Symptoms: hallucinations, rampage, convulsions, respiratory insufficiency, tachycardia, midriaz, Parez akkomodacii, urinary retention, tenesmus.
Treatment: gastric lavage, administration of activated charcoal, simptomaticheskaya therapy. When delay urination-urinary bladder catheterization. Strong central anticholinergic effects — Physostigmine, cramps or expressed excited showing benzodiazepines (diazepam, Lorazepam); When advanced respiratory failure-IVL. ECG monitoring is needed in connection with the possible elongation QT interval. If tachycardia is beta-adrenoblokatora. When midriaze-eye drops with pilokarpinom and/or transfer of the patient in the dark room.

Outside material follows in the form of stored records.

//! Selection state for a discovery session.
//!
//! Pure, synchronous building blocks with no I/O:
//! - [`Mode`] / [`Selection`]: which discovery strategy is active and what
//!   the user picked for it
//! - [`SelectionStateMachine`]: validated transitions over that state
//! - [`ResultWindow`]: top-K prefix view over a ranked result

pub mod error;
pub mod mode;
pub mod state_machine;
pub mod window;

pub use error::{Result, SelectionError};
pub use mode::{
    DEFAULT_USER_LIMIT, Mode, Phase, RECOMMENDATION_LIMIT, Selection, SelectionSnapshot,
};
pub use state_machine::SelectionStateMachine;
pub use window::{
    DEFAULT_WINDOW, MAX_WINDOW, RecommendationResult, ResultWindow, clamp_window, visible,
};
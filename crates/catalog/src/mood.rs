//! Mood selectors and the static mood → genre table.
//!
//! A mood narrows the candidate genre set before browsing. The table is
//! fixed at compile time, so `genres_for` is a pure lookup.

use serde::{Deserialize, Serialize};
use std::fmt;
use std::str::FromStr;

use crate::error::{CatalogError, Result};

/// Coarse emotional-state selector
#[derive(Debug, Clone, Copy, PartialEq, Eq, Hash, Default, Serialize, Deserialize)]
#[serde(rename_all = "lowercase")]
pub enum Mood {
    /// Sentinel: no genre narrowing, plain browse
    #[default]
    Any,
    Cheerful,
    Reflective,
    Exciting,
    Relaxed,
    Suspenseful,
    Intellectual,
}

// Genres are listed in the order the genre → mood table declares them.
const CHEERFUL: &[&str] = &["Comedy", "Romance", "Animation", "Family", "Musical", "Adventure", "Fantasy"];
const REFLECTIVE: &[&str] = &[
    "Drama",
    "War",
    "Documentary",
    "Biography",
    "History",
    "Crime",
    "Western",
    "Film-Noir",
];
const EXCITING: &[&str] = &["Action", "Adventure", "Sci-Fi", "Fantasy", "Thriller", "Western"];
const RELAXED: &[&str] = &["Romance", "Animation", "Family"];
const SUSPENSEFUL: &[&str] = &["Thriller", "Mystery", "Crime", "Horror"];
const INTELLECTUAL: &[&str] = &[
    "Drama",
    "War",
    "Documentary",
    "Biography",
    "History",
    "Sci-Fi",
    "Mystery",
    "Film-Noir",
];

impl Mood {
    pub const ALL: [Mood; 7] = [
        Mood::Any,
        Mood::Cheerful,
        Mood::Reflective,
        Mood::Exciting,
        Mood::Relaxed,
        Mood::Suspenseful,
        Mood::Intellectual,
    ];

    pub fn as_str(&self) -> &'static str {
        match self {
            Mood::Any => "any",
            Mood::Cheerful => "cheerful",
            Mood::Reflective => "reflective",
            Mood::Exciting => "exciting",
            Mood::Relaxed => "relaxed",
            Mood::Suspenseful => "suspenseful",
            Mood::Intellectual => "intellectual",
        }
    }

    /// Ordered genre ids associated with this mood.
    ///
    /// `Mood::Any` maps to an empty slice; callers fall back to an
    /// unfiltered browse.
    pub fn genres_for(&self) -> &'static [&'static str] {
        match self {
            Mood::Any => &[],
            Mood::Cheerful => CHEERFUL,
            Mood::Reflective => REFLECTIVE,
            Mood::Exciting => EXCITING,
            Mood::Relaxed => RELAXED,
            Mood::Suspenseful => SUSPENSEFUL,
            Mood::Intellectual => INTELLECTUAL,
        }
    }

    /// The single genre used for the mood's candidate listing.
    ///
    /// Only the first mapped genre is queried; the rest of the mapping is
    /// informational.
    pub fn primary_genre(&self) -> Option<&'static str> {
        self.genres_for().first().copied()
    }
}

impl fmt::Display for Mood {
    fn fmt(&self, f: &mut fmt::Formatter<'_>) -> fmt::Result {
        f.write_str(self.as_str())
    }
}

impl FromStr for Mood {
    type Err = CatalogError;

    fn from_str(s: &str) -> Result<Self> {
        let wanted = s.trim().to_ascii_lowercase();
        Mood::ALL
            .into_iter()
            .find(|mood| mood.as_str() == wanted)
            .ok_or_else(|| CatalogError::UnknownMood(s.to_string()))
    }
}
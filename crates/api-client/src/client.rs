//! The `CatalogApi` seam and its reqwest implementation.

use async_trait::async_trait;
use reqwest::{Client, Url};
use serde::de::DeserializeOwned;
use tracing::{debug, error};

use catalog::{Algorithm, GenreId, Movie, MovieDetail, UserId};

use crate::config::ApiConfig;
use crate::error::{ApiClientError, Result};
use crate::responses::{
    GenreEntry, HealthStatus, InitConfirmation, MethodCatalog, RecommendationEnvelope,
    SimilarityReport, StatsResponse,
};
use crate::search::SearchQuery;

/// Read-only operations of the recommendation backend.
///
/// Every method maps to exactly one idempotent `GET`. Implementations must
/// not retry; callers decide what a failure means.
#[async_trait]
pub trait CatalogApi: Send + Sync {
    /// `GET /health`
    async fn health(&self) -> Result<HealthStatus>;

    /// `GET /init`
    async fn init(&self) -> Result<InitConfirmation>;

    /// `GET /stats`
    async fn stats(&self) -> Result<StatsResponse>;

    /// `GET /genres`
    async fn genres(&self) -> Result<Vec<GenreEntry>>;

    /// `GET /search`
    async fn search(&self, query: &SearchQuery) -> Result<Vec<Movie>>;

    /// `GET /genres/{genre}?limit=N`
    async fn movies_by_genre(&self, genre: &str, limit: usize) -> Result<Vec<Movie>>;

    /// `GET /recommendations/{movieId}?method=..&limit=N`
    async fn movie_recommendations(
        &self,
        movie_id: &str,
        method: Algorithm,
        limit: usize,
    ) -> Result<RecommendationEnvelope>;

    /// `GET /genre-recommendations?genres={csv}&method=..&limit=N`
    async fn genre_recommendations(
        &self,
        genres: &[GenreId],
        method: Algorithm,
        limit: usize,
    ) -> Result<RecommendationEnvelope>;

    /// `GET /user-recommendations/{userId}?method=..&limit=N`
    async fn user_recommendations(
        &self,
        user_id: UserId,
        method: Algorithm,
        limit: usize,
    ) -> Result<RecommendationEnvelope>;

    /// `GET /movies/{movieId}`
    async fn movie_detail(&self, movie_id: &str) -> Result<MovieDetail>;

    /// `GET /methods`
    async fn methods(&self) -> Result<MethodCatalog>;

    /// `GET /similarity/{a}/{b}?method=..`
    async fn similarity(&self, movie_a: &str, movie_b: &str, method: Algorithm) -> Result<SimilarityReport>;
}

/// HTTP client for the recommendation backend.
///
/// Cheap to clone: the underlying reqwest connection pool is shared.
#[derive(Clone, Debug)]
pub struct HttpCatalogClient {
    client: Client,
    base_url: Url,
}

impl HttpCatalogClient {
    /// Build a client from configuration.
    ///
    /// Fails if the base URL does not parse or cannot carry path segments.
    pub fn new(config: &ApiConfig) -> Result<Self> {
        let base_url = Url::parse(&config.base_url).map_err(|e| ApiClientError::InvalidBaseUrl {
            url: config.base_url.clone(),
            reason: e.to_string(),
        })?;
        if base_url.cannot_be_a_base() {
            return Err(ApiClientError::InvalidBaseUrl {
                url: config.base_url.clone(),
                reason: "URL cannot carry a path".to_string(),
            });
        }

        let mut builder = Client::builder().user_agent(config.user_agent.clone());
        if let Some(timeout) = config.timeout {
            builder = builder.timeout(timeout);
        }
        let client = builder
            .build()
            .map_err(|e| ApiClientError::ClientBuild(e.to_string()))?;

        debug!("Recommendation backend client targeting {}", base_url);
        Ok(Self { client, base_url })
    }

    pub fn base_url(&self) -> &Url {
        &self.base_url
    }

    /// Append percent-encoded path segments and query pairs to the base URL
    pub(crate) fn endpoint_url(&self, segments: &[&str], query: &[(&str, String)]) -> Result<Url> {
        let mut url = self.base_url.clone();
        {
            let mut path = url.path_segments_mut().map_err(|_| ApiClientError::InvalidBaseUrl {
                url: self.base_url.to_string(),
                reason: "URL cannot carry a path".to_string(),
            })?;
            path.pop_if_empty().extend(segments);
        }
        if !query.is_empty() {
            let mut pairs = url.query_pairs_mut();
            for (key, value) in query {
                pairs.append_pair(key, value);
            }
        }
        Ok(url)
    }

    async fn get_json<T: DeserializeOwned>(&self, endpoint: &str, url: Url) -> Result<T> {
        debug!("GET {}", url);

        let response = self.client.get(url).send().await.map_err(|e| {
            error!("Request to {} failed: {}", endpoint, e);
            ApiClientError::Transport {
                endpoint: endpoint.to_string(),
                reason: e.to_string(),
                timed_out: e.is_timeout(),
            }
        })?;

        let status = response.status();
        if !status.is_success() {
            let body = response
                .text()
                .await
                .unwrap_or_else(|_| "<unreadable body>".to_string());
            error!("{} returned HTTP {}", endpoint, status.as_u16());
            return Err(ApiClientError::Status {
                endpoint: endpoint.to_string(),
                status: status.as_u16(),
                body,
            });
        }

        let bytes = response.bytes().await.map_err(|e| ApiClientError::Transport {
            endpoint: endpoint.to_string(),
            reason: e.to_string(),
            timed_out: e.is_timeout(),
        })?;

        serde_json::from_slice(&bytes).map_err(|e| {
            error!("Could not decode {} response: {}", endpoint, e);
            ApiClientError::InvalidResponse {
                endpoint: endpoint.to_string(),
                reason: e.to_string(),
            }
        })
    }
}

fn ranked_query(method: Algorithm, limit: usize) -> Vec<(&'static str, String)> {
    vec![("method", method.as_str().to_string()), ("limit", limit.to_string())]
}

#[async_trait]
impl CatalogApi for HttpCatalogClient {
    async fn health(&self) -> Result<HealthStatus> {
        let url = self.endpoint_url(&["health"], &[])?;
        self.get_json("/health", url).await
    }

    async fn init(&self) -> Result<InitConfirmation> {
        let url = self.endpoint_url(&["init"], &[])?;
        self.get_json("/init", url).await
    }

    async fn stats(&self) -> Result<StatsResponse> {
        let url = self.endpoint_url(&["stats"], &[])?;
        self.get_json("/stats", url).await
    }

    async fn genres(&self) -> Result<Vec<GenreEntry>> {
        let url = self.endpoint_url(&["genres"], &[])?;
        self.get_json("/genres", url).await
    }

    async fn search(&self, query: &SearchQuery) -> Result<Vec<Movie>> {
        let url = self.endpoint_url(&["search"], &query.query_pairs())?;
        self.get_json("/search", url).await
    }

    async fn movies_by_genre(&self, genre: &str, limit: usize) -> Result<Vec<Movie>> {
        let url = self.endpoint_url(&["genres", genre], &[("limit", limit.to_string())])?;
        self.get_json("/genres/{genre}", url).await
    }

    async fn movie_recommendations(
        &self,
        movie_id: &str,
        method: Algorithm,
        limit: usize,
    ) -> Result<RecommendationEnvelope> {
        let url = self.endpoint_url(&["recommendations", movie_id], &ranked_query(method, limit))?;
        self.get_json("/recommendations/{movieId}", url).await
    }

    async fn genre_recommendations(
        &self,
        genres: &[GenreId],
        method: Algorithm,
        limit: usize,
    ) -> Result<RecommendationEnvelope> {
        let mut query = vec![("genres", genres.join(","))];
        query.extend(ranked_query(method, limit));
        let url = self.endpoint_url(&["genre-recommendations"], &query)?;
        self.get_json("/genre-recommendations", url).await
    }

    async fn user_recommendations(
        &self,
        user_id: UserId,
        method: Algorithm,
        limit: usize,
    ) -> Result<RecommendationEnvelope> {
        let user = user_id.to_string();
        let url = self.endpoint_url(&["user-recommendations", &user], &ranked_query(method, limit))?;
        self.get_json("/user-recommendations/{userId}", url).await
    }

    async fn movie_detail(&self, movie_id: &str) -> Result<MovieDetail> {
        let url = self.endpoint_url(&["movies", movie_id], &[])?;
        self.get_json("/movies/{movieId}", url).await
    }

    async fn methods(&self) -> Result<MethodCatalog> {
        let url = self.endpoint_url(&["methods"], &[])?;
        self.get_json("/methods", url).await
    }

    async fn similarity(&self, movie_a: &str, movie_b: &str, method: Algorithm) -> Result<SimilarityReport> {
        let url = self.endpoint_url(
            &["similarity", movie_a, movie_b],
            &[("method", method.as_str().to_string())],
        )?;
        self.get_json("/similarity/{a}/{b}", url).await
    }
}

#[cfg(test)]
mod tests {
    use super::*;

    fn client(base: &str) -> HttpCatalogClient {
        HttpCatalogClient::new(&ApiConfig::default().with_base_url(base)).unwrap()
    }

    #[test]
    fn test_rejects_unparseable_base_url() {
        let result = HttpCatalogClient::new(&ApiConfig::default().with_base_url("not a url"));
        assert!(matches!(result, Err(ApiClientError::InvalidBaseUrl { .. })));
    }

    #[test]
    fn test_rejects_non_hierarchical_base_url() {
        let result = HttpCatalogClient::new(&ApiConfig::default().with_base_url("mailto:ops@example.com"));
        assert!(matches!(result, Err(ApiClientError::InvalidBaseUrl { .. })));
    }

    #[test]
    fn test_segments_are_appended_to_base_path() {
        let client = client("http://localhost:5000/api");
        let url = client.endpoint_url(&["health"], &[]).unwrap();
        assert_eq!(url.as_str(), "http://localhost:5000/api/health");

        // Trailing slash on the base must not produce "//"
        let client = client_with_slash();
        let url = client.endpoint_url(&["stats"], &[]).unwrap();
        assert_eq!(url.as_str(), "http://localhost:5000/api/stats");
    }

    fn client_with_slash() -> HttpCatalogClient {
        client("http://localhost:5000/api/")
    }

    #[test]
    fn test_genre_segment_is_percent_encoded() {
        let client = client("http://localhost:5000/api");
        let url = client
            .endpoint_url(&["genres", "Children's Film/Noir"], &[("limit", "10".to_string())])
            .unwrap();
        assert_eq!(
            url.as_str(),
            "http://localhost:5000/api/genres/Children's%20Film%2FNoir?limit=10"
        );
    }

    #[test]
    fn test_ranked_query_pairs() {
        let client = client("http://localhost:5000/api");
        let url = client
            .endpoint_url(&["recommendations", "1"], &ranked_query(Algorithm::Cosine, 20))
            .unwrap();
        assert_eq!(url.path(), "/api/recommendations/1");
        let pairs: Vec<(String, String)> = url.query_pairs().into_owned().collect();
        assert_eq!(
            pairs,
            vec![
                ("method".to_string(), "cosine".to_string()),
                ("limit".to_string(), "20".to_string()),
            ]
        );
    }
}
//! Discovery session driven through the real HTTP client against an axum
//! mock of the backend.

use std::collections::HashMap;
use std::sync::atomic::{AtomicBool, Ordering};
use std::sync::{Arc, Mutex};

use api_client::{ApiConfig, CatalogApi, HttpCatalogClient};
use axum::extract::{Path, Query, State};
use axum::http::Uri;
use axum::response::IntoResponse;
use axum::routing::get;
use axum::{Json, Router};
use catalog::{Algorithm, Mood};
use discovery::DiscoverySession;
use serde_json::json;
use session::Mode;

#[derive(Clone, Default)]
struct Backend {
    initialized: Arc<AtomicBool>,
    requests: Arc<Mutex<Vec<Uri>>>,
}

impl Backend {
    fn record(&self, uri: Uri) {
        self.requests.lock().unwrap().push(uri);
    }

    fn paths(&self) -> Vec<String> {
        self.requests
            .lock()
            .unwrap()
            .iter()
            .map(|u| u.path().trim_start_matches("/api").to_string())
            .collect()
    }

    fn request_to(&self, path: &str) -> Option<Uri> {
        self.requests
            .lock()
            .unwrap()
            .iter()
            .find(|u| u.path() == path)
            .cloned()
    }
}

type Params = Query<HashMap<String, String>>;

async fn health(State(backend): State<Backend>, uri: Uri) -> impl IntoResponse {
    backend.record(uri);
    Json(json!({
        "status": "healthy",
        "initialized": backend.initialized.load(Ordering::SeqCst)
    }))
}

async fn init(State(backend): State<Backend>, uri: Uri) -> impl IntoResponse {
    backend.record(uri);
    backend.initialized.store(true, Ordering::SeqCst);
    Json(json!({ "status": "success", "message": "Sistema inicializado" }))
}

async fn stats(State(backend): State<Backend>, uri: Uri) -> impl IntoResponse {
    backend.record(uri);
    Json(json!({ "database": { "movies": 3883, "ratings": 1000209, "users": 6040 } }))
}

async fn genres(State(backend): State<Backend>, uri: Uri) -> impl IntoResponse {
    backend.record(uri);
    Json(json!([
        { "genre": "Action", "count": 503 },
        { "genre": "Comedy", "count": 1200 },
        { "genre": "Thriller", "count": 492 }
    ]))
}

async fn genre_listing(
    State(backend): State<Backend>,
    Path(genre): Path<String>,
    Query(params): Params,
    uri: Uri,
) -> impl IntoResponse {
    backend.record(uri);
    let limit: usize = params.get("limit").and_then(|l| l.parse().ok()).unwrap_or(20);
    let movies: Vec<_> = (1..=limit)
        .map(|i| json!({ "movieId": 1000 + i, "title": format!("{genre} {i} (1990)"), "genres": genre.clone() }))
        .collect();
    Json(json!(movies))
}

async fn recommendations(
    State(backend): State<Backend>,
    Path(movie_id): Path<String>,
    Query(params): Params,
    uri: Uri,
) -> impl IntoResponse {
    backend.record(uri);
    let movies: Vec<_> = (1..=17)
        .map(|i| json!({ "movieId": i * 10, "title": format!("Similar {i} (1995)"), "genres": "Drama", "similarity": 1.0 - i as f64 / 100.0 }))
        .collect();
    Json(json!({
        "movie_id": movie_id,
        "method": params.get("method"),
        "explanation": "Similitud coseno",
        "recommendations": movies,
        "count": 17
    }))
}

async fn start_backend() -> (String, Backend, tokio::task::JoinHandle<()>) {
    let backend = Backend::default();
    let app = Router::new()
        .route("/api/health", get(health))
        .route("/api/init", get(init))
        .route("/api/stats", get(stats))
        .route("/api/genres", get(genres))
        .route("/api/genres/:genre", get(genre_listing))
        .route("/api/recommendations/:movie_id", get(recommendations))
        .with_state(backend.clone());

    let listener = tokio::net::TcpListener::bind("127.0.0.1:0").await.unwrap();
    let addr = listener.local_addr().unwrap();
    let handle = tokio::spawn(async move {
        axum::serve(listener, app).await.unwrap();
    });

    (format!("http://{addr}/api"), backend, handle)
}

fn session_for(base: &str) -> DiscoverySession {
    let _ = tracing_subscriber::fmt().with_test_writer().try_init();
    let client = HttpCatalogClient::new(&ApiConfig::default().with_base_url(base)).unwrap();
    let api: Arc<dyn CatalogApi> = Arc::new(client);
    DiscoverySession::new(api)
}

#[tokio::test]
async fn test_cold_backend_bootstrap_and_movie_recommendations() {
    let (base, backend, handle) = start_backend().await;
    let session = session_for(&base);

    let snapshot = session.initialize().await.unwrap();
    assert!(snapshot.loaded);
    assert_eq!(snapshot.genres, vec!["Action", "Comedy", "Thriller"]);
    assert_eq!(backend.paths(), vec!["/health", "/init", "/stats", "/genres"]);

    session.enter_mode(Mode::ByMovies).await;
    for id in ["1", "7", "42"] {
        session.toggle_movie(id).await.unwrap();
    }
    session.set_algorithm(Algorithm::Cosine).await.unwrap();
    let outcome = session.calculate().await.unwrap();

    let result = outcome.result().unwrap();
    assert_eq!(result.ranked_movies.len(), 17);
    assert_eq!(result.ranked_movies[0].movie_id, "10");
    assert_eq!(session.visible().await.len(), 10);

    let uri = backend.request_to("/api/recommendations/1").unwrap();
    assert_eq!(uri.query(), Some("method=cosine&limit=20"));

    handle.abort();
}

#[tokio::test]
async fn test_mood_candidates_over_http() {
    let (base, backend, handle) = start_backend().await;
    let session = session_for(&base);
    session.initialize().await.unwrap();

    let candidates = session.enter_mood_mode(Mood::Suspenseful).await;
    assert_eq!(candidates.len(), 10);
    assert_eq!(candidates[0].genres, vec!["Thriller"]);

    let uri = backend.request_to("/api/genres/Thriller").unwrap();
    assert_eq!(uri.query(), Some("limit=10"));

    handle.abort();
}
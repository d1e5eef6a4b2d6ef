use std::cell::RefCell;
use std::fmt;
use std::rc::Rc;

/// A value on the operand stack or in a local slot.
///
/// Raw machine integers (`Int`, also used for booleans as 0/1) are kept
/// apart from their boxed counterparts so tests can tell a boxed `true`
/// from a bare `1`.
#[derive(Debug, Clone)]
pub enum Value {
    Null,
    /// Raw 32-bit machine value.
    Int(i32),
    /// `java/lang/Integer`
    Integer(i32),
    /// `java/lang/Boolean`
    Boolean(bool),
    /// `java/lang/String`
    Str(Rc<str>),
    /// `java/lang/System.out`
    PrintStream,
    /// Any heap object with identity.
    Ref(Rc<RefCell<Object>>),
}

/// Heap objects of the runtime-support contract.
#[derive(Debug, Clone)]
pub enum Object {
    /// Allocated by `new`, constructor not yet run.
    Uninit(String),
    /// `java/util/ArrayList`
    ArrayList(Vec<Value>),
    /// `List`: wrapper sharing the backing array it was built from.
    List(Value),
    /// `Fptr`: receiver plus the name of the method to call.
    Fptr { receiver: Value, name: String },
    /// Instance of a compiled program class.
    Instance(String),
}

impl Value {
    pub fn object(object: Object) -> Self {
        Value::Ref(Rc::new(RefCell::new(object)))
    }

    pub fn string(text: &str) -> Self {
        Value::Str(Rc::from(text))
    }

    /// A list wrapper over a fresh backing array.
    pub fn list(items: Vec<Value>) -> Self {
        Value::object(Object::List(Value::object(Object::ArrayList(items))))
    }

    /// Short type name used in error messages.
    pub fn type_name(&self) -> String {
        match self {
            Value::Null => "null".into(),
            Value::Int(_) => "int".into(),
            Value::Integer(_) => "java/lang/Integer".into(),
            Value::Boolean(_) => "java/lang/Boolean".into(),
            Value::Str(_) => "java/lang/String".into(),
            Value::PrintStream => "java/io/PrintStream".into(),
            Value::Ref(obj) => match &*obj.borrow() {
                Object::Uninit(class) => format!("uninitialized {class}"),
                Object::ArrayList(_) => "java/util/ArrayList".into(),
                Object::List(_) => "List".into(),
                Object::Fptr { .. } => "Fptr".into(),
                Object::Instance(class) => class.clone(),
            },
        }
    }

    /// Elements of a `List` or `ArrayList`, if this is one.
    pub fn list_items(&self) -> Option<Vec<Value>> {
        let Value::Ref(obj) = self else {
            return None;
        };
        match &*obj.borrow() {
            Object::ArrayList(items) => Some(items.clone()),
            Object::List(backing) => backing.list_items(),
            _ => None,
        }
    }

    /// Reference identity, as compared by `if_acmp`.
    pub fn same_ref(&self, other: &Value) -> bool {
        match (self, other) {
            (Value::Null, Value::Null) => true,
            (Value::Ref(a), Value::Ref(b)) => Rc::ptr_eq(a, b),
            (Value::Str(a), Value::Str(b)) => Rc::ptr_eq(a, b),
            (Value::PrintStream, Value::PrintStream) => true,
            (Value::Integer(a), Value::Integer(b)) => a == b,
            (Value::Boolean(a), Value::Boolean(b)) => a == b,
            _ => false,
        }
    }
}

/// Structural equality; heap objects compare by identity except lists,
/// which compare by contents.
impl PartialEq for Value {
    fn eq(&self, other: &Self) -> bool {
        match (self, other) {
            (Value::Int(a), Value::Int(b)) => a == b,
            (Value::Str(a), Value::Str(b)) => a == b,
            (Value::Ref(a), Value::Ref(b)) => {
                if Rc::ptr_eq(a, b) {
                    return true;
                }
                match (self.list_items(), other.list_items()) {
                    (Some(x), Some(y)) => x == y,
                    _ => false,
                }
            }
            _ => self.same_ref(other),
        }
    }
}

impl fmt::Display for Value {
    fn fmt(&self, f: &mut fmt::Formatter<'_>) -> fmt::Result {
        match self {
            Value::Null => f.write_str("null"),
            Value::Int(v) | Value::Integer(v) => write!(f, "{v}"),
            Value::Boolean(b) => write!(f, "{b}"),
            Value::Str(s) => f.write_str(s),
            Value::PrintStream => f.write_str("java.io.PrintStream"),
            Value::Ref(obj) => {
                if let Some(items) = self.list_items() {
                    f.write_str("[")?;
                    for (i, item) in items.iter().enumerate() {
                        if i > 0 {
                            f.write_str(", ")?;
                        }
                        write!(f, "{item}")?;
                    }
                    return f.write_str("]");
                }
                match &*obj.borrow() {
                    Object::Fptr { name, .. } => write!(f, "Fptr({name})"),
                    Object::Instance(class) => write!(f, "{class}@instance"),
                    Object::Uninit(class) => write!(f, "{class}@uninit"),
                    _ => f.write_str("?"),
                }
            }
        }
    }
}
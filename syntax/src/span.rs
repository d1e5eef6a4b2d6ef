//! Source location and span tracking.
//!
//! Tree nodes carry the [`Span`] the front end recorded for them so that
//! code generation failures can point back at the source. Spans are
//! optional in serialized input and default to an unknown location.

use serde::{Deserialize, Serialize};

/// A single position in source text.
#[derive(
    Debug, Clone, Copy, PartialEq, Eq, Hash, Default, Serialize, Deserialize,
)]
pub struct Pos {
    /// Line number (1-based, 0 when unknown).
    pub line: usize,
    /// Column number (1-based, 0 when unknown).
    pub column: usize,
}

impl Pos {
    pub const fn new(line: usize, column: usize) -> Self {
        Self { line, column }
    }
}

impl std::fmt::Display for Pos {
    fn fmt(&self, f: &mut std::fmt::Formatter<'_>) -> std::fmt::Result {
        write!(f, "{}:{}", self.line, self.column)
    }
}

/// A contiguous region of source text.
#[derive(
    Debug, Clone, Copy, PartialEq, Eq, Hash, Default, Serialize, Deserialize,
)]
pub struct Span {
    pub start: Pos,
    pub end: Pos,
}

impl Span {
    pub const fn new(start: Pos, end: Pos) -> Self {
        Self { start, end }
    }

    /// Whether the front end supplied a real location.
    pub fn is_known(&self) -> bool {
        self.start.line != 0
    }
}

impl std::fmt::Display for Span {
    fn fmt(&self, f: &mut std::fmt::Formatter<'_>) -> std::fmt::Result {
        write!(f, "{}-{}", self.start, self.end)
    }
}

Dosing and Administration.
Inside, 2 mg 2 once a day. When kidney and/or liver failure, as well as in the case of side effects reduce the dose to 1 mg 2 once a day. Duration of course of treatment is 3-6 months, then it is necessary to assess the need for further treatment.
Precautions.
Before treatment to rule out organic causes frequent and mandatory sneeze on urination.
Women of reproductive age should be appointed only if the use of reliable contraception. Need to consult a dentist in case, If dry mouth persists for more than two weeks.
Should not be used during the drivers of vehicles and people, skills relate to the high concentration of attention.